Your answer should hold every line of the records below that contains the string "const".

* [DATASET EXCERPTS]
____

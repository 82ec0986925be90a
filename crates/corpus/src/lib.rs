//! EduAI course corpus
//!
//! Loads course records from CSV or JSON, drops incomplete rows and derives
//! the combined text each course is indexed by.

pub mod loader;
pub mod types;

// Re-export main types
pub use loader::{CorpusLoader, SourceFormat, REQUIRED_COLUMNS};
pub use types::{Corpus, CourseRecord, Item, Recommendation};
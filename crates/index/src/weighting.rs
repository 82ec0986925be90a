//! TF-IDF weighting.
//!
//! `idf(t) = ln((1 + N) / (1 + df(t))) + 1`; the smoothing keeps terms that
//! occur in every document at a positive weight.

use crate::similarity::l2_normalize;
use crate::vocabulary::Vocabulary;
use ndarray::{Array1, Array2};

/// Smoothed inverse document frequency per vocabulary position
pub fn smoothed_idf(num_docs: usize, doc_freq: &[usize]) -> Array1<f32> {
    let n = num_docs as f32;
    doc_freq
        .iter()
        .map(|&df| ((1.0 + n) / (1.0 + df as f32)).ln() + 1.0)
        .collect()
}

/// Raw term counts restricted to the vocabulary
pub fn term_frequencies(terms: &[String], vocabulary: &Vocabulary) -> Array1<f32> {
    let mut tf = Array1::zeros(vocabulary.len());
    for term in terms {
        if let Some(pos) = vocabulary.position(term) {
            tf[pos] += 1.0;
        }
    }
    tf
}

/// Unit-length tf × idf vector for one analyzed text
pub fn tfidf_vector(terms: &[String], vocabulary: &Vocabulary, idf: &Array1<f32>) -> Array1<f32> {
    let mut v = term_frequencies(terms, vocabulary) * idf;
    l2_normalize(v.view_mut());
    v
}

/// One L2-normalized tf-idf row per document
pub fn tfidf_matrix<D>(documents: &[D], vocabulary: &Vocabulary, idf: &Array1<f32>) -> Array2<f32>
where
    D: AsRef<[String]>,
{
    let mut matrix = Array2::zeros((documents.len(), vocabulary.len()));
    for (mut row, doc) in matrix.rows_mut().into_iter().zip(documents) {
        row.assign(&tfidf_vector(doc.as_ref(), vocabulary, idf));
    }
    matrix
}
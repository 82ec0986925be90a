use chrono::{DateTime, Utc};
use eduai_corpus::Recommendation;
use serde::Serialize;

/// Search result
#[derive(Debug, Clone, PartialEq, Serialize)]
pub struct SearchResult {
    /// Corpus position of the course
    pub position: usize,

    /// Cosine similarity (0.0 to 1.0)
    pub score: f32,

    /// Course fields shown to the caller
    #[serde(flatten)]
    pub recommendation: Recommendation,
}

impl SearchResult {
    pub fn new(position: usize, score: f32, recommendation: Recommendation) -> Self {
        Self {
            position,
            score,
            recommendation,
        }
    }
}

/// Index statistics
#[derive(Debug, Clone, Serialize)]
pub struct IndexStats {
    /// Courses in the corpus
    pub items: usize,

    /// Distinct indexed terms
    pub vocabulary_size: usize,

    /// Courses with no indexed terms (never recommended)
    pub empty_items: usize,

    /// Build completion time
    pub built_at: DateTime<Utc>,
}
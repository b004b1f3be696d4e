//! Shared utilities for CLI commands.

use std::sync::LazyLock;

use anyhow::Context;
use chrono::{DateTime, Duration, NaiveDate, Utc};
use regex::Regex;

/// Pre-compiled regex for relative time parsing.
static RELATIVE_TIME_RE: LazyLock<Regex> = LazyLock::new(|| {
    Regex::new(r"^(\d+)\s+(second|minute|hour|day|week)s?\s+ago$").expect("valid regex")
});

/// Conservative bounds for relative time parsing (~1000 years in seconds).
const MAX_RELATIVE_SECONDS: i64 = 1000 * 365 * 24 * 60 * 60;

/// Display format for measurement moments.
pub const MOMENT_FORMAT: &str = "%Y-%m-%d %H:%M:%S UTC";

/// Parse a datetime string as either ISO 8601 or relative time before `now`.
///
/// Supports:
/// - ISO 8601: "2026-01-15T10:30:00Z"
/// - Relative: "2 hours ago", "30 minutes ago", "1 day ago", "1 week ago"
pub fn parse_datetime(s: &str, now: DateTime<Utc>) -> anyhow::Result<DateTime<Utc>> {
    let s = s.trim();
    if let Ok(dt) = DateTime::parse_from_rfc3339(s) {
        return Ok(dt.with_timezone(&Utc));
    }

    let Some(caps) = RELATIVE_TIME_RE.captures(s) else {
        anyhow::bail!(
            "Invalid datetime: {s}. Use ISO 8601 (e.g., 2026-01-15T10:30:00Z) or relative (e.g., '2 hours ago')"
        );
    };

    let n: i64 = caps[1]
        .parse()
        .context("failed to parse number in relative time")?;

    let seconds_per_unit = match &caps[2] {
        "second" => 1,
        "minute" => 60,
        "hour" => 60 * 60,
        "day" => 60 * 60 * 24,
        "week" => 60 * 60 * 24 * 7,
        unit => anyhow::bail!("Unknown time unit: {unit}"),
    };

    if n > MAX_RELATIVE_SECONDS / seconds_per_unit {
        anyhow::bail!("Relative time value too large: {n} {}", &caps[2]);
    }

    Ok(now - Duration::seconds(n * seconds_per_unit))
}

/// Parse a calendar date (YYYY-MM-DD) as midnight UTC.
pub fn parse_date(s: &str) -> anyhow::Result<DateTime<Utc>> {
    let date = NaiveDate::parse_from_str(s.trim(), "%Y-%m-%d")
        .with_context(|| format!("Invalid date: {s}. Use YYYY-MM-DD (e.g., 1990-03-02)"))?;
    Ok(date.and_time(chrono::NaiveTime::MIN).and_utc())
}
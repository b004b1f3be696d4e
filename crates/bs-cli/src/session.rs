//! Signed-in session over one user's body stats.
//!
//! Any storage failure while loading or saving ends the session: the error is
//! logged, the session is consumed, and the caller gets
//! [`SessionError::SignedOut`]. There are no retries.

use bs_core::{BodyStats, Granularity, UserId};
use bs_db::{Database, DbError};
use thiserror::Error;

/// Session errors.
#[derive(Debug, Error)]
pub enum SessionError {
    /// Storage failed and the session was signed out.
    #[error("signed out of {user} after a storage failure")]
    SignedOut {
        user: UserId,
        #[source]
        source: DbError,
    },
}

/// The signed-in user and their loaded body stats.
pub struct Session<'db> {
    db: &'db Database,
    user: UserId,
    stats: BodyStats,
}

impl<'db> Session<'db> {
    /// Loads (or creates) the user's body stats.
    pub fn sign_in(
        db: &'db Database,
        user: UserId,
        granularity: Granularity,
    ) -> Result<Self, SessionError> {
        match db.fetch_or_create_body_stats(&user) {
            Ok(mut stats) => {
                stats.set_granularity(granularity);
                tracing::debug!(user = %user, "signed in");
                Ok(Self { db, user, stats })
            }
            Err(source) => Err(sign_out_after(user, source)),
        }
    }

    pub const fn user(&self) -> &UserId {
        &self.user
    }

    pub const fn stats(&self) -> &BodyStats {
        &self.stats
    }

    pub const fn stats_mut(&mut self) -> &mut BodyStats {
        &mut self.stats
    }

    /// Writes the whole aggregate back to storage.
    pub fn save(self) -> Result<Self, SessionError> {
        match self.db.save_body_stats(&self.user, &self.stats) {
            Ok(()) => Ok(self),
            Err(source) => Err(sign_out_after(self.user, source)),
        }
    }

    /// Ends the session, returning who was signed in.
    pub fn sign_out(self) -> UserId {
        tracing::debug!(user = %self.user, "signed out");
        self.user
    }
}

fn sign_out_after(user: UserId, source: DbError) -> SessionError {
    tracing::error!(user = %user, error = %source, "storage failure, signing out");
    SessionError::SignedOut { user, source }
}
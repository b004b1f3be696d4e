//! Core domain logic for body stats tracking.
//!
//! This crate contains the fundamental types and logic for:
//! - Units: mass and distance values with checked conversions
//! - Timeline: chronologically ordered, de-duplicated measurement series
//! - Fitness: BMI, FFMI and body composition formulas
//! - Body stats: the per-user aggregate that gets persisted

pub mod body_stats;
pub mod fitness;
pub mod timeline;
pub mod types;
pub mod units;

pub use body_stats::BodyStats;
pub use fitness::BodyComposition;
pub use timeline::{DEFAULT_GRANULARITY, Granularity, TimedEntry, Timeline};
pub use types::{UserId, ValidationError};
pub use units::{
    Dimension, Distance, DistanceDimension, Mass, MassDimension, Measure, Unit, UnitError,
    UnitValue,
};
//! Configuration loading and management.

use std::path::{Path, PathBuf};

use bs_core::{
    DEFAULT_GRANULARITY, DistanceDimension, Granularity, MassDimension, Unit, UnitError, UserId,
    ValidationError,
};
use figment::Figment;
use figment::providers::{Env, Format, Serialized, Toml};
use serde::{Deserialize, Serialize};

/// User id used when none is configured.
pub const DEFAULT_USER_ID: &str = "local";

/// Application configuration.
#[derive(Debug, Clone, Serialize, Deserialize)]
pub struct Config {
    /// Path to the database file.
    pub database_path: PathBuf,
    /// Whose body stats to read and write.
    pub user_id: String,
    /// Unit used to display and record bodyweight when none is given.
    pub mass_unit: String,
    /// Unit used to display and record height when none is given.
    pub distance_unit: String,
    /// Resolution at which two measurements count as the same moment.
    pub granularity: Granularity,
}

impl Default for Config {
    fn default() -> Self {
        let data_dir = dirs_data_path().unwrap_or_else(|| PathBuf::from("."));
        Self {
            database_path: data_dir.join("bs.db"),
            user_id: DEFAULT_USER_ID.to_string(),
            mass_unit: Unit::KILOGRAMS.symbol().to_string(),
            distance_unit: Unit::CENTIMETERS.symbol().to_string(),
            granularity: DEFAULT_GRANULARITY,
        }
    }
}

impl Config {
    /// Loads configuration, optionally from a specific file.
    #[expect(
        clippy::result_large_err,
        reason = "figment::Error is large but only returned at startup"
    )]
    pub fn load_from(config_path: Option<&Path>) -> Result<Self, figment::Error> {
        let mut figment = Figment::from(Serialized::defaults(Self::default()));

        // Load from default config location
        if let Some(config_dir) = dirs_config_path() {
            figment = figment.merge(Toml::file(config_dir.join("config.toml")));
        }

        // Load from specified config file
        if let Some(path) = config_path {
            figment = figment.merge(Toml::file(path));
        }

        // Load from environment variables (BS_*)
        figment = figment.merge(Env::prefixed("BS_"));

        figment.extract()
    }

    pub fn user(&self) -> Result<UserId, ValidationError> {
        UserId::new(self.user_id.as_str())
    }

    pub fn mass_unit(&self) -> Result<Unit, UnitError> {
        Unit::parse_for::<MassDimension>(&self.mass_unit)
    }

    pub fn distance_unit(&self) -> Result<Unit, UnitError> {
        Unit::parse_for::<DistanceDimension>(&self.distance_unit)
    }
}

/// Returns the platform-specific config directory for bs.
fn dirs_config_path() -> Option<PathBuf> {
    dirs::config_dir().map(|p| p.join("bs"))
}

/// Returns the platform-specific data directory for bs.
///
/// On Linux: `~/.local/share/bs`
pub fn dirs_data_path() -> Option<PathBuf> {
    dirs::data_dir().map(|p| p.join("bs"))
}
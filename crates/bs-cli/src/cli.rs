//! Command-line argument definitions.

use std::fmt;
use std::path::PathBuf;

use clap::{Parser, Subcommand, ValueEnum};

/// Body stats tracker.
///
/// Records bodyweight, height and body fat percentage over time and derives
/// BMI and FFMI from the latest readings.
#[derive(Debug, Parser)]
#[command(name = "bs", version, about, long_about = None)]
pub struct Cli {
    /// Enable verbose output.
    #[arg(short, long, global = true)]
    pub verbose: bool,

    /// Path to config file.
    #[arg(short, long, global = true)]
    pub config: Option<PathBuf>,

    #[command(subcommand)]
    pub command: Option<Commands>,
}

/// Available subcommands.
#[derive(Debug, Subcommand)]
pub enum Commands {
    /// Show the latest measurements and derived figures.
    Show,

    /// Record a new measurement.
    #[command(subcommand)]
    Record(RecordAction),

    /// List recent measurements of one kind.
    History {
        /// Which measurement to list.
        metric: Metric,

        /// How many of the most recent entries to show.
        #[arg(short = 'n', long, default_value_t = 10)]
        count: usize,

        /// Unit to display values in (mass or distance metrics only).
        #[arg(short, long)]
        unit: Option<String>,

        /// Output as JSON lines.
        #[arg(long)]
        json: bool,
    },

    /// Print the stored body stats document as JSON.
    Export,

    /// Show database location and stored users.
    Status,
}

/// Measurements that can be recorded.
#[derive(Debug, Subcommand)]
pub enum RecordAction {
    /// Record bodyweight.
    Weight {
        /// The weight, e.g. 80.5.
        #[arg(allow_hyphen_values = true)]
        value: String,

        /// Unit of the value (kg, lbs). Defaults to the configured mass unit.
        #[arg(short, long)]
        unit: Option<String>,

        /// When the measurement was taken (ISO 8601 or e.g. "2 hours ago").
        #[arg(long)]
        at: Option<String>,
    },

    /// Record height.
    Height {
        /// The height, e.g. 180.
        #[arg(allow_hyphen_values = true)]
        value: String,

        /// Unit of the value (cm, m, in, ft). Defaults to the configured distance unit.
        #[arg(short, long)]
        unit: Option<String>,

        /// When the measurement was taken (ISO 8601 or e.g. "2 hours ago").
        #[arg(long)]
        at: Option<String>,
    },

    /// Record body fat percentage.
    BodyFat {
        /// The percentage, e.g. 15.
        #[arg(allow_hyphen_values = true)]
        value: String,

        /// When the measurement was taken (ISO 8601 or e.g. "2 hours ago").
        #[arg(long)]
        at: Option<String>,
    },

    /// Set the birth date (YYYY-MM-DD).
    BirthDate {
        /// The birth date, e.g. 1990-03-02.
        date: String,
    },
}

/// Measurement series that can be listed.
#[derive(Debug, Clone, Copy, PartialEq, Eq, ValueEnum)]
pub enum Metric {
    Weight,
    Height,
    BodyFat,
}

impl fmt::Display for Metric {
    fn fmt(&self, f: &mut fmt::Formatter<'_>) -> fmt::Result {
        let s = match self {
            Self::Weight => "bodyweight",
            Self::Height => "height",
            Self::BodyFat => "body fat",
        };
        write!(f, "{s}")
    }
}
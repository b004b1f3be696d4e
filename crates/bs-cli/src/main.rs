use std::io::stdout;
use std::path::Path;

use anyhow::{Context, Result};
use bs_db::Database;
use chrono::Utc;
use clap::Parser;
use tracing_subscriber::EnvFilter;

use bs_cli::commands::{export, history, record, show, status};
use bs_cli::{Cli, Commands, Config, Session};

/// Load config and open database, ensuring the parent directory exists.
fn open_database(config_path: Option<&Path>) -> Result<(Database, Config)> {
    let config = Config::load_from(config_path).context("failed to load configuration")?;
    tracing::debug!(?config, "loaded configuration");

    if let Some(parent) = config.database_path.parent() {
        std::fs::create_dir_all(parent).context("failed to create database directory")?;
    }

    let db = Database::open(&config.database_path).context("failed to open database")?;
    Ok((db, config))
}

/// Sign in as the configured user.
fn sign_in<'db>(db: &'db Database, config: &Config) -> Result<Session<'db>> {
    let user = config.user().context("invalid user_id in configuration")?;
    Ok(Session::sign_in(db, user, config.granularity)?)
}

fn main() -> Result<()> {
    let cli = Cli::parse();

    // Initialize tracing with verbose flag support
    let filter = if cli.verbose {
        EnvFilter::new("debug")
    } else {
        EnvFilter::from_default_env()
    };
    // Logs go to stderr so that command output stays machine-readable
    let _ = tracing_subscriber::fmt()
        .with_env_filter(filter)
        .with_writer(std::io::stderr)
        .try_init();

    let now = Utc::now();
    let mut out = stdout().lock();

    match &cli.command {
        Some(Commands::Show) => {
            let (db, config) = open_database(cli.config.as_deref())?;
            let session = sign_in(&db, &config)?;
            show::run(&mut out, &session, &config, now)?;
            session.sign_out();
        }
        Some(Commands::Record(action)) => {
            let (db, config) = open_database(cli.config.as_deref())?;
            let session = sign_in(&db, &config)?;
            record::run(&mut out, session, action, &config, now)?;
        }
        Some(Commands::History {
            metric,
            count,
            unit,
            json,
        }) => {
            let (db, config) = open_database(cli.config.as_deref())?;
            let session = sign_in(&db, &config)?;
            let options = history::HistoryOptions {
                metric: *metric,
                count: *count,
                unit: unit.as_deref(),
                json: *json,
            };
            history::run(&mut out, session.stats(), &options, &config)?;
            session.sign_out();
        }
        Some(Commands::Export) => {
            let (db, config) = open_database(cli.config.as_deref())?;
            let session = sign_in(&db, &config)?;
            export::run(&mut out, session.stats())?;
            session.sign_out();
        }
        Some(Commands::Status) => {
            let (db, config) = open_database(cli.config.as_deref())?;
            status::run(&mut out, &db, &config)?;
        }
        None => {
            // No subcommand, show help
            use clap::CommandFactory;
            Cli::command().print_help()?;
            println!();
        }
    }

    Ok(())
}
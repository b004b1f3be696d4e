//! Storage layer for body stats.
//!
//! Persists one JSON document per user using `rusqlite`.
//!
//! # Thread Safety
//!
//! The [`Database`] type wraps a `rusqlite::Connection`, which is `Send` but not `Sync`.
//! A `Database` instance can be moved between threads but cannot be shared
//! across threads without external synchronization (e.g. a `Mutex<Database>`).
//!
//! # Schema
//!
//! ## Timestamp Format
//!
//! `created_at` and `updated_at` are stored as TEXT in ISO 8601 format
//! (e.g., `2024-01-15T10:30:00Z`), always UTC.
//!
//! ## Document Storage
//!
//! The `data` column stores the whole [`BodyStats`] document as JSON. Saves
//! replace the document wholesale; there are no partial updates.
//! Loading goes through [`BodyStats::from_document`], so documents written by
//! older code with missing or reshaped fields still load, with those fields
//! reset to their defaults.

use std::path::Path;

use bs_core::{BodyStats, UserId};
use chrono::{DateTime, SecondsFormat, Utc};
use rusqlite::{Connection, OptionalExtension, params};
use serde_json::Value;
use thiserror::Error;

/// Database errors.
#[derive(Debug, Error)]
pub enum DbError {
    /// An error from the underlying database.
    #[error("sqlite error: {0}")]
    Sqlite(#[from] rusqlite::Error),
    /// The stored document is not valid JSON, or could not be encoded.
    #[error("invalid body stats document for {user_id}")]
    Json {
        user_id: String,
        #[source]
        source: serde_json::Error,
    },
    /// Failed to parse a stored timestamp.
    #[error("invalid timestamp for {user_id}: {timestamp}")]
    TimestampParse {
        user_id: String,
        timestamp: String,
        #[source]
        source: chrono::ParseError,
    },
}

/// Database connection wrapper.
///
/// See the [module documentation](self) for thread safety considerations.
pub struct Database {
    conn: Connection,
}

/// Bookkeeping for one stored document.
#[derive(Debug, Clone, PartialEq, Eq)]
pub struct UserRecord {
    pub user_id: String,
    pub created_at: DateTime<Utc>,
    pub updated_at: DateTime<Utc>,
}

impl Database {
    /// Opens a database at the given path, creating it if necessary.
    ///
    /// The database schema is automatically initialized on first open.
    pub fn open(path: &Path) -> Result<Self, DbError> {
        let conn = Connection::open(path)?;
        let db = Self { conn };
        db.init()?;
        Ok(db)
    }

    /// Opens an in-memory database.
    ///
    /// Useful for testing. The database is destroyed when the connection closes.
    pub fn open_in_memory() -> Result<Self, DbError> {
        let conn = Connection::open_in_memory()?;
        let db = Self { conn };
        db.init()?;
        Ok(db)
    }

    /// Initializes the database schema.
    ///
    /// This is idempotent - safe to call on an already-initialized database.
    fn init(&self) -> Result<(), DbError> {
        self.conn.execute_batch(
            "
            -- One document per user
            -- data: JSON body stats document (birthDate, bfPercent, bodyweight, height)
            -- created_at / updated_at: ISO 8601 format (e.g., '2024-01-15T10:30:00Z')
            CREATE TABLE IF NOT EXISTS body_stats (
                user_id TEXT PRIMARY KEY,
                data TEXT NOT NULL,
                created_at TEXT NOT NULL,
                updated_at TEXT NOT NULL
            );

            CREATE INDEX IF NOT EXISTS idx_body_stats_updated ON body_stats(updated_at);
            ",
        )?;
        Ok(())
    }

    /// Loads a user's body stats, or `None` if nothing was ever saved.
    pub fn fetch_body_stats(&self, user: &UserId) -> Result<Option<BodyStats>, DbError> {
        let data: Option<String> = self
            .conn
            .query_row(
                "SELECT data FROM body_stats WHERE user_id = ?",
                [user.as_str()],
                |row| row.get(0),
            )
            .optional()?;

        let Some(data) = data else {
            return Ok(None);
        };
        let document: Value = serde_json::from_str(&data).map_err(|source| DbError::Json {
            user_id: user.to_string(),
            source,
        })?;
        tracing::debug!(user = %user, "loaded body stats");
        Ok(Some(BodyStats::from_document(&document)))
    }

    /// Loads a user's body stats, storing an empty aggregate on first use.
    pub fn fetch_or_create_body_stats(&self, user: &UserId) -> Result<BodyStats, DbError> {
        if let Some(stats) = self.fetch_body_stats(user)? {
            return Ok(stats);
        }
        tracing::debug!(user = %user, "creating body stats");
        let stats = BodyStats::default();
        self.save_body_stats(user, &stats)?;
        Ok(stats)
    }

    /// Replaces a user's stored document with `stats`.
    pub fn save_body_stats(&self, user: &UserId, stats: &BodyStats) -> Result<(), DbError> {
        self.save_body_stats_at(user, stats, Utc::now())
    }

    /// Replaces a user's stored document, stamping it with `saved_at`.
    pub fn save_body_stats_at(
        &self,
        user: &UserId,
        stats: &BodyStats,
        saved_at: DateTime<Utc>,
    ) -> Result<(), DbError> {
        let data = serde_json::to_string(stats).map_err(|source| DbError::Json {
            user_id: user.to_string(),
            source,
        })?;
        let saved_at = format_timestamp(saved_at);
        self.conn.execute(
            "
            INSERT INTO body_stats (user_id, data, created_at, updated_at)
            VALUES (?1, ?2, ?3, ?3)
            ON CONFLICT(user_id) DO UPDATE SET
                data = excluded.data,
                updated_at = excluded.updated_at
            ",
            params![user.as_str(), data, saved_at],
        )?;
        tracing::debug!(user = %user, "saved body stats");
        Ok(())
    }

    /// Lists every stored user, most recently saved first.
    pub fn list_users(&self) -> Result<Vec<UserRecord>, DbError> {
        let mut stmt = self.conn.prepare(
            "
            SELECT user_id, created_at, updated_at
            FROM body_stats
            ORDER BY updated_at DESC, user_id ASC
            ",
        )?;
        let rows = stmt.query_map([], |row| {
            Ok((
                row.get::<_, String>(0)?,
                row.get::<_, String>(1)?,
                row.get::<_, String>(2)?,
            ))
        })?;

        let mut users = Vec::new();
        for row in rows {
            let (user_id, created_at, updated_at) = row?;
            users.push(UserRecord {
                created_at: parse_timestamp(&created_at, &user_id)?,
                updated_at: parse_timestamp(&updated_at, &user_id)?,
                user_id,
            });
        }
        Ok(users)
    }
}

fn parse_timestamp(timestamp: &str, user_id: &str) -> Result<DateTime<Utc>, DbError> {
    DateTime::parse_from_rfc3339(timestamp)
        .map(|dt| dt.with_timezone(&Utc))
        .map_err(|source| DbError::TimestampParse {
            user_id: user_id.to_string(),
            timestamp: timestamp.to_string(),
            source,
        })
}

fn format_timestamp(timestamp: DateTime<Utc>) -> String {
    timestamp.to_rfc3339_opts(SecondsFormat::Secs, true)
}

____

* [SOLUTION FOR THIS TASK]
const MAX_RELATIVE_SECONDS: i64 = 1000 * 365 * 24 * 60 * 60;
pub const MOMENT_FORMAT: &str = "%Y-%m-%d %H:%M:%S UTC";
    pub const fn user(&self) -> &UserId {
    pub const fn stats(&self) -> &BodyStats {
    pub const fn stats_mut(&mut self) -> &mut BodyStats {
pub const DEFAULT_USER_ID: &str = "local";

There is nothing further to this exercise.